[Available data]:

//! # isokdf - ISO 18033 key derivation
//!
//! KDF1, KDF2 and KDF3 from ISO 18033-2, MGF1 from PKCS#1, and a
//! ChaCha20-based KDF4, behind one builder API.
//!
//! ## Example
//!
//! ```rust
//! use isokdf::{HashAlgorithm, Isokdf};
//!
//! # #[tokio::main]
//! # async fn main() -> Result<(), Box<dyn std::error::Error>> {
//! let secret = b"shared secret";
//!
//! // Synchronous
//! let key = Isokdf::kdf().kdf2().with_hash(HashAlgorithm::Sha256).derive(secret, 32)?;
//!
//! // On tokio's blocking pool
//! let same = Isokdf::kdf()
//!     .kdf2()
//!     .with_hash(HashAlgorithm::Sha256)
//!     .compute(secret.to_vec(), 32)
//!     .await?;
//! assert_eq!(key, same);
//!
//! // With a result handler
//! let hex = Isokdf::kdf()
//!     .mgf1()
//!     .on_result(|result| match result {
//!         Ok(mask) => mask.to_hex(),
//!         Err(e) => format!("derivation error: {e}"),
//!     })
//!     .compute(b"foo".to_vec(), 3)
//!     .await;
//! assert_eq!(hex, "1ac907");
//! # Ok(())
//! # }
//! ```

#![forbid(unsafe_code)]

pub mod cli;
mod master;
pub mod vectors;

pub use master::{Isokdf, KdfMasterBuilder};

// === Core Re-exports ===

pub use isokdf_common::{ErrorKind, LoggingTransformer};
pub use isokdf_hashing::{DigestBlock, HashAlgorithm, HashError};

// === Derivation Re-exports ===

pub use isokdf_kdf::{
    AsyncKdfResult, CounterMode, CounterPlacement, DEFAULT_KDF3_COUNTER_WIDTH, DerivationConfig,
    DerivationTrace, DerivedKey, Kdf, KdfBuilder, KdfBuilderWithHandler, KdfError, KdfFunction,
    MIN_KDF3_COUNTER_WIDTH, Result, TraceEvent, checked_length, derive_with_mode, i2osp, kdf1,
    kdf2, kdf3, kdf4, log_trace, mask_limit, mgf1, mgf1_xor, os2ip, trace_fn,
};

pub use vectors::{PUBLISHED, VectorOutcome, run_published};
//! ISO 18033-2 §6.2 key derivation functions
//!
//! All three take an octet string `x` and a length `l` and return exactly
//! `l` octets built from `ceil(l / hLen)` hash invocations.

use crate::counter::{CounterMode, MIN_KDF3_COUNTER_WIDTH, derive_with_mode};
use crate::trace::DerivationTrace;
use crate::{KdfError, KdfFunction, Result};
use isokdf_hashing::HashAlgorithm;

/// KDF1: concatenation of `Hash(x || I2OSP(i, 4))` for `i = 0..k-1`, truncated to `length`
///
/// # Errors
///
/// Returns [`KdfError::IntegerTooLarge`] if `length` needs more than 2^32 blocks.
pub fn kdf1(x: &[u8], length: usize, hash: HashAlgorithm) -> Result<Vec<u8>> {
    kdf1_with_trace(x, length, hash, None)
}

/// [`kdf1`] with an optional diagnostic hook
///
/// # Errors
///
/// See [`kdf1`].
pub fn kdf1_with_trace(
    x: &[u8],
    length: usize,
    hash: HashAlgorithm,
    trace: Option<&DerivationTrace>,
) -> Result<Vec<u8>> {
    derive_with_mode(KdfFunction::Kdf1, x, length, hash, CounterMode::KDF1, trace)
}

/// KDF2: as [`kdf1`] but with counters `1..k`
///
/// Block `j` of KDF2 equals block `j + 1` of KDF1.
///
/// # Errors
///
/// Returns [`KdfError::IntegerTooLarge`] if the last counter exceeds 2^32 - 1.
pub fn kdf2(x: &[u8], length: usize, hash: HashAlgorithm) -> Result<Vec<u8>> {
    kdf2_with_trace(x, length, hash, None)
}

/// [`kdf2`] with an optional diagnostic hook
///
/// # Errors
///
/// See [`kdf2`].
pub fn kdf2_with_trace(
    x: &[u8],
    length: usize,
    hash: HashAlgorithm,
    trace: Option<&DerivationTrace>,
) -> Result<Vec<u8>> {
    derive_with_mode(KdfFunction::Kdf2, x, length, hash, CounterMode::KDF2, trace)
}

/// KDF3: concatenation of `Hash(I2OSP(i, counter_width) || x)` for `i = 0..k-1`
///
/// The counter precedes `x`. When `x` is attacker-influenced, this removes
/// the structural similarity that a shared leading `x` would give successive
/// hash inputs.
///
/// # Errors
///
/// - [`KdfError::CounterWidthTooSmall`] if `counter_width` is below 4 octets
/// - [`KdfError::IntegerTooLarge`] if the last counter does not fit the width
pub fn kdf3(x: &[u8], length: usize, hash: HashAlgorithm, counter_width: usize) -> Result<Vec<u8>> {
    kdf3_with_trace(x, length, hash, counter_width, None)
}

/// [`kdf3`] with an optional diagnostic hook
///
/// # Errors
///
/// See [`kdf3`].
pub fn kdf3_with_trace(
    x: &[u8],
    length: usize,
    hash: HashAlgorithm,
    counter_width: usize,
    trace: Option<&DerivationTrace>,
) -> Result<Vec<u8>> {
    if counter_width < MIN_KDF3_COUNTER_WIDTH {
        return Err(KdfError::CounterWidthTooSmall {
            width: counter_width,
            minimum: MIN_KDF3_COUNTER_WIDTH,
        });
    }

    derive_with_mode(
        KdfFunction::Kdf3,
        x,
        length,
        hash,
        CounterMode::kdf3(counter_width),
        trace,
    )
}
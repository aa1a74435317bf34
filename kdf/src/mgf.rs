//! Mask generation function MGF1 (PKCS#1 v2.2 B.2.1, IEEE P1363)

use crate::counter::{CounterMode, derive_with_mode};
use crate::trace::DerivationTrace;
use crate::{KdfError, KdfFunction, Result};
use isokdf_hashing::HashAlgorithm;
use zeroize::Zeroizing;

/// `2^32 * hLen`: bound on both the seed length and the mask length
#[must_use]
pub fn mask_limit(hash: HashAlgorithm) -> u64 {
    (1u64 << 32) * hash.output_len() as u64
}

/// MGF1: first `mask_len` octets of `Hash(seed || I2OSP(i, 4))` for `i = 0, 1, ...`
///
/// Produces the same octets as KDF1 over the same inputs.
///
/// # Errors
///
/// Returns [`KdfError::MaskTooLong`] if `seed.len() >= 2^32 * hLen` or
/// `mask_len > 2^32 * hLen`.
pub fn mgf1(seed: &[u8], mask_len: usize, hash: HashAlgorithm) -> Result<Vec<u8>> {
    mgf1_with_trace(seed, mask_len, hash, None)
}

/// [`mgf1`] with an optional diagnostic hook
///
/// # Errors
///
/// See [`mgf1`].
pub fn mgf1_with_trace(
    seed: &[u8],
    mask_len: usize,
    hash: HashAlgorithm,
    trace: Option<&DerivationTrace>,
) -> Result<Vec<u8>> {
    let limit = mask_limit(hash);

    let seed_len = seed.len() as u64;
    if seed_len >= limit {
        return Err(KdfError::MaskTooLong {
            length: seed_len,
            limit,
        });
    }

    let mask_len_octets = mask_len as u64;
    if mask_len_octets > limit {
        return Err(KdfError::MaskTooLong {
            length: mask_len_octets,
            limit,
        });
    }

    derive_with_mode(KdfFunction::Mgf1, seed, mask_len, hash, CounterMode::MGF1, trace)
}

/// XOR the MGF1 mask for `seed` into `out`, the form OAEP and PSS consume
///
/// Applying the same mask twice restores the original buffer.
///
/// # Errors
///
/// See [`mgf1`].
pub fn mgf1_xor(out: &mut [u8], seed: &[u8], hash: HashAlgorithm) -> Result<()> {
    let mask = Zeroizing::new(mgf1(seed, out.len(), hash)?);
    for (byte, m) in out.iter_mut().zip(mask.iter()) {
        *byte ^= m;
    }
    Ok(())
}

[Prompt]:
Scan the records above for the word "main" and return every line where it occurs.

[Written solution]:
//! # #[tokio::main]
//! # async fn main() -> Result<(), Box<dyn std::error::Error>> {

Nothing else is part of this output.